Task description
Nothing in the data below may be left out; return all of it exactly.

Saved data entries
****************************************

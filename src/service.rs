//! Inference & transform service
//!
//! `StressEstimator` holds the frozen scaler and predictor for the lifetime of
//! the process and answers `estimate` calls as a pure function:
//! scale -> predict -> clamp -> stress transform -> advisory bucket.
//!
//! Inputs are not range-checked on the default path; callers pre-validate or
//! use `estimate_checked`.

use crate::artifact::TrainedPipeline;
use crate::error::TensioError;
use crate::model::CortisolPredictor;
use crate::scaler::ScalerState;
use crate::stress::{clamp_cortisol, cortisol_to_stress, StressLevel};
use crate::types::{FeatureVector, StressEstimate};
use std::path::Path;
use std::sync::Arc;
use tracing::warn;

/// Read-only estimator shared freely between callers
#[derive(Clone)]
pub struct StressEstimator {
    scaler: ScalerState,
    predictor: Arc<dyn CortisolPredictor>,
}

impl StressEstimator {
    /// Serve a verified trained pipeline
    pub fn from_pipeline(pipeline: Arc<TrainedPipeline>) -> Result<Self, TensioError> {
        pipeline.verify()?;
        Ok(Self {
            scaler: pipeline.scaler.clone(),
            predictor: pipeline,
        })
    }

    /// Pair a scaler with any predictor, e.g. a test double
    pub fn with_predictor(
        scaler: ScalerState,
        predictor: Arc<dyn CortisolPredictor>,
    ) -> Result<Self, TensioError> {
        scaler.validate()?;
        Ok(Self { scaler, predictor })
    }

    /// Load the artifact once and build the estimator
    pub fn load(path: &Path) -> Result<Self, TensioError> {
        let pipeline = TrainedPipeline::load(path)?;
        Self::from_pipeline(Arc::new(pipeline))
    }

    pub fn scaler(&self) -> &ScalerState {
        &self.scaler
    }

    /// Estimate cortisol, stress and advice for one input
    pub fn estimate(&self, features: &FeatureVector) -> StressEstimate {
        let standardized = self.scaler.transform(features);
        let cortisol = clamp_cortisol(self.predictor.predict_raw(&standardized));
        let stress = cortisol_to_stress(cortisol);
        let level = StressLevel::from_stress(stress);

        StressEstimate {
            cortisol,
            stress,
            level,
            advice: level.advice().to_string(),
        }
    }

    /// Like `estimate`, but rejects inputs outside the documented ranges
    pub fn estimate_checked(&self, features: &FeatureVector) -> Result<StressEstimate, TensioError> {
        if let Err(e) = features.validate() {
            warn!(error = %e, "rejected out-of-range input");
            return Err(e);
        }
        Ok(self.estimate(features))
    }

    pub fn estimate_batch(&self, inputs: &[FeatureVector]) -> Vec<StressEstimate> {
        inputs.iter().map(|f| self.estimate(f)).collect()
    }
}

#[cfg(test)]
mod tests {
    use super::*;
    use crate::scaler::FeatureScaler;
    use crate::types::FEATURE_COUNT;
    use pretty_assertions::assert_eq;

    struct ConstantPredictor(f64);

    impl CortisolPredictor for ConstantPredictor {
        fn predict_raw(&self, _standardized: &[f64; FEATURE_COUNT]) -> f64 {
            self.0
        }
    }

    /// Predicts the first standardized feature, to observe scaling
    struct EchoPredictor;

    impl CortisolPredictor for EchoPredictor {
        fn predict_raw(&self, standardized: &[f64; FEATURE_COUNT]) -> f64 {
            standardized[0]
        }
    }

    fn unit_scaler() -> ScalerState {
        ScalerState {
            mean: [0.0; FEATURE_COUNT],
            std: [1.0; FEATURE_COUNT],
            samples: 1,
        }
    }

    #[test]
    fn test_negative_prediction_clamped_to_zero() {
        let estimator =
            StressEstimator::with_predictor(unit_scaler(), Arc::new(ConstantPredictor(-4.0)))
                .unwrap();
        let result = estimator.estimate(&FeatureVector::new(4.5, 1.0, 0));

        assert_eq!(result.cortisol, 0.0);
        assert_eq!(result.stress, cortisol_to_stress(0.0));
        assert_eq!(result.level, StressLevel::VeryCalm);
    }

    #[test]
    fn test_midpoint_cortisol_gives_five() {
        let estimator =
            StressEstimator::with_predictor(unit_scaler(), Arc::new(ConstantPredictor(15.0)))
                .unwrap();
        let result = estimator.estimate(&FeatureVector::new(2.0, 0.5, 3));

        assert_eq!(result.stress, 5.0);
        assert_eq!(result.level, StressLevel::Building);
        assert_eq!(result.advice, StressLevel::Building.advice());
    }

    #[test]
    fn test_scaler_applied_before_prediction() {
        let scaler = FeatureScaler::fit(&[
            FeatureVector::new(2.0, 0.0, -1),
            FeatureVector::new(4.0, 2.0, 1),
        ])
        .unwrap();
        let estimator = StressEstimator::with_predictor(scaler, Arc::new(EchoPredictor)).unwrap();

        // sleep 7 -> (7 - 3) / 1
        assert_eq!(estimator.estimate(&FeatureVector::new(7.0, 0.0, 0)).cortisol, 4.0);
    }

    #[test]
    fn test_out_of_range_passes_unchecked_path() {
        let estimator =
            StressEstimator::with_predictor(unit_scaler(), Arc::new(ConstantPredictor(20.0)))
                .unwrap();
        let wild = FeatureVector::new(24.0, -2.0, 40);

        let result = estimator.estimate(&wild);
        assert_eq!(result.cortisol, 20.0);

        assert!(matches!(
            estimator.estimate_checked(&wild),
            Err(TensioError::InputDomain { .. })
        ));
    }

    #[test]
    fn test_rejects_degenerate_scaler() {
        let mut scaler = unit_scaler();
        scaler.std[2] = 0.0;
        assert!(StressEstimator::with_predictor(scaler, Arc::new(EchoPredictor)).is_err());
    }

    #[test]
    fn test_batch_matches_single() {
        let estimator =
            StressEstimator::with_predictor(unit_scaler(), Arc::new(EchoPredictor)).unwrap();
        let inputs = vec![
            FeatureVector::new(1.0, 0.0, 0),
            FeatureVector::new(17.0, 0.0, 0),
        ];
        let batch = estimator.estimate_batch(&inputs);
        assert_eq!(batch[0], estimator.estimate(&inputs[0]));
        assert_eq!(batch[1], estimator.estimate(&inputs[1]));
    }

    #[test]
    fn test_estimator_is_shareable() {
        fn assert_send_sync<T: Send + Sync>() {}
        assert_send_sync::<StressEstimator>();
    }
}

****************************************

Answer for this exercise
filename src/service.rs
//! Inference & transform service
//!
//! `StressEstimator` holds the frozen scaler and predictor for the lifetime of
//! the process and answers `estimate` calls as a pure function:
//! scale -> predict -> clamp -> stress transform -> advisory bucket.
//!
//! Inputs are not range-checked on the default path; callers pre-validate or
//! use `estimate_checked`.

use crate::artifact::TrainedPipeline;
use crate::error::TensioError;
use crate::model::CortisolPredictor;
use crate::scaler::ScalerState;
use crate::stress::{clamp_cortisol, cortisol_to_stress, StressLevel};
use crate::types::{FeatureVector, StressEstimate};
use std::path::Path;
use std::sync::Arc;
use tracing::warn;

/// Read-only estimator shared freely between callers
#[derive(Clone)]
pub struct StressEstimator {
    scaler: ScalerState,
    predictor: Arc<dyn CortisolPredictor>,
}

impl StressEstimator {
    /// Serve a verified trained pipeline
    pub fn from_pipeline(pipeline: Arc<TrainedPipeline>) -> Result<Self, TensioError> {
        pipeline.verify()?;
        Ok(Self {
            scaler: pipeline.scaler.clone(),
            predictor: pipeline,
        })
    }

    /// Pair a scaler with any predictor, e.g. a test double
    pub fn with_predictor(
        scaler: ScalerState,
        predictor: Arc<dyn CortisolPredictor>,
    ) -> Result<Self, TensioError> {
        scaler.validate()?;
        Ok(Self { scaler, predictor })
    }

    /// Load the artifact once and build the estimator
    pub fn load(path: &Path) -> Result<Self, TensioError> {
        let pipeline = TrainedPipeline::load(path)?;
        Self::from_pipeline(Arc::new(pipeline))
    }

    pub fn scaler(&self) -> &ScalerState {
        &self.scaler
    }

    /// Estimate cortisol, stress and advice for one input
    pub fn estimate(&self, features: &FeatureVector) -> StressEstimate {
        let standardized = self.scaler.transform(features);
        let cortisol = clamp_cortisol(self.predictor.predict_raw(&standardized));
        let stress = cortisol_to_stress(cortisol);
        let level = StressLevel::from_stress(stress);

        StressEstimate {
            cortisol,
            stress,
            level,
            advice: level.advice().to_string(),
        }
    }

    /// Like `estimate`, but rejects inputs outside the documented ranges
    pub fn estimate_checked(&self, features: &FeatureVector) -> Result<StressEstimate, TensioError> {
        if let Err(e) = features.validate() {
            warn!(error = %e, "rejected out-of-range input");
            return Err(e);
        }
        Ok(self.estimate(features))
    }

    pub fn estimate_batch(&self, inputs: &[FeatureVector]) -> Vec<StressEstimate> {
        inputs.iter().map(|f| self.estimate(f)).collect()
    }
}

#[cfg(test)]
mod tests {
    use super::*;
    use crate::scaler::FeatureScaler;
    use crate::types::FEATURE_COUNT;
    use pretty_assertions::assert_eq;

    struct ConstantPredictor(f64);

    impl CortisolPredictor for ConstantPredictor {
        fn predict_raw(&self, _standardized: &[f64; FEATURE_COUNT]) -> f64 {
            self.0
        }
    }

    /// Predicts the first standardized feature, to observe scaling
    struct EchoPredictor;

    impl CortisolPredictor for EchoPredictor {
        fn predict_raw(&self, standardized: &[f64; FEATURE_COUNT]) -> f64 {
            standardized[0]
        }
    }

    fn unit_scaler() -> ScalerState {
        ScalerState {
            mean: [0.0; FEATURE_COUNT],
            std: [1.0; FEATURE_COUNT],
            samples: 1,
        }
    }

    #[test]
    fn test_negative_prediction_clamped_to_zero() {
        let estimator =
            StressEstimator::with_predictor(unit_scaler(), Arc::new(ConstantPredictor(-4.0)))
                .unwrap();
        let result = estimator.estimate(&FeatureVector::new(4.5, 1.0, 0));

        assert_eq!(result.cortisol, 0.0);
        assert_eq!(result.stress, cortisol_to_stress(0.0));
        assert_eq!(result.level, StressLevel::VeryCalm);
    }

    #[test]
    fn test_midpoint_cortisol_gives_five() {
        let estimator =
            StressEstimator::with_predictor(unit_scaler(), Arc::new(ConstantPredictor(15.0)))
                .unwrap();
        let result = estimator.estimate(&FeatureVector::new(2.0, 0.5, 3));

        assert_eq!(result.stress, 5.0);
        assert_eq!(result.level, StressLevel::Building);
        assert_eq!(result.advice, StressLevel::Building.advice());
    }

    #[test]
    fn test_scaler_applied_before_prediction() {
        let scaler = FeatureScaler::fit(&[
            FeatureVector::new(2.0, 0.0, -1),
            FeatureVector::new(4.0, 2.0, 1),
        ])
        .unwrap();
        let estimator = StressEstimator::with_predictor(scaler, Arc::new(EchoPredictor)).unwrap();

        // sleep 7 -> (7 - 3) / 1
        assert_eq!(estimator.estimate(&FeatureVector::new(7.0, 0.0, 0)).cortisol, 4.0);
    }

    #[test]
    fn test_out_of_range_passes_unchecked_path() {
        let estimator =
            StressEstimator::with_predictor(unit_scaler(), Arc::new(ConstantPredictor(20.0)))
                .unwrap();
        let wild = FeatureVector::new(24.0, -2.0, 40);

        let result = estimator.estimate(&wild);
        assert_eq!(result.cortisol, 20.0);

        assert!(matches!(
            estimator.estimate_checked(&wild),
            Err(TensioError::InputDomain { .. })
        ));
    }

    #[test]
    fn test_rejects_degenerate_scaler() {
        let mut scaler = unit_scaler();
        scaler.std[2] = 0.0;
        assert!(StressEstimator::with_predictor(scaler, Arc::new(EchoPredictor)).is_err());
    }

    #[test]
    fn test_batch_matches_single() {
        let estimator =
            StressEstimator::with_predictor(unit_scaler(), Arc::new(EchoPredictor)).unwrap();
        let inputs = vec![
            FeatureVector::new(1.0, 0.0, 0),
            FeatureVector::new(17.0, 0.0, 0),
        ];
        let batch = estimator.estimate_batch(&inputs);
        assert_eq!(batch[0], estimator.estimate(&inputs[0]));
        assert_eq!(batch[1], estimator.estimate(&inputs[1]));
    }

    #[test]
    fn test_estimator_is_shareable() {
        fn assert_send_sync<T: Send + Sync>() {}
        assert_send_sync::<StressEstimator>();
    }
}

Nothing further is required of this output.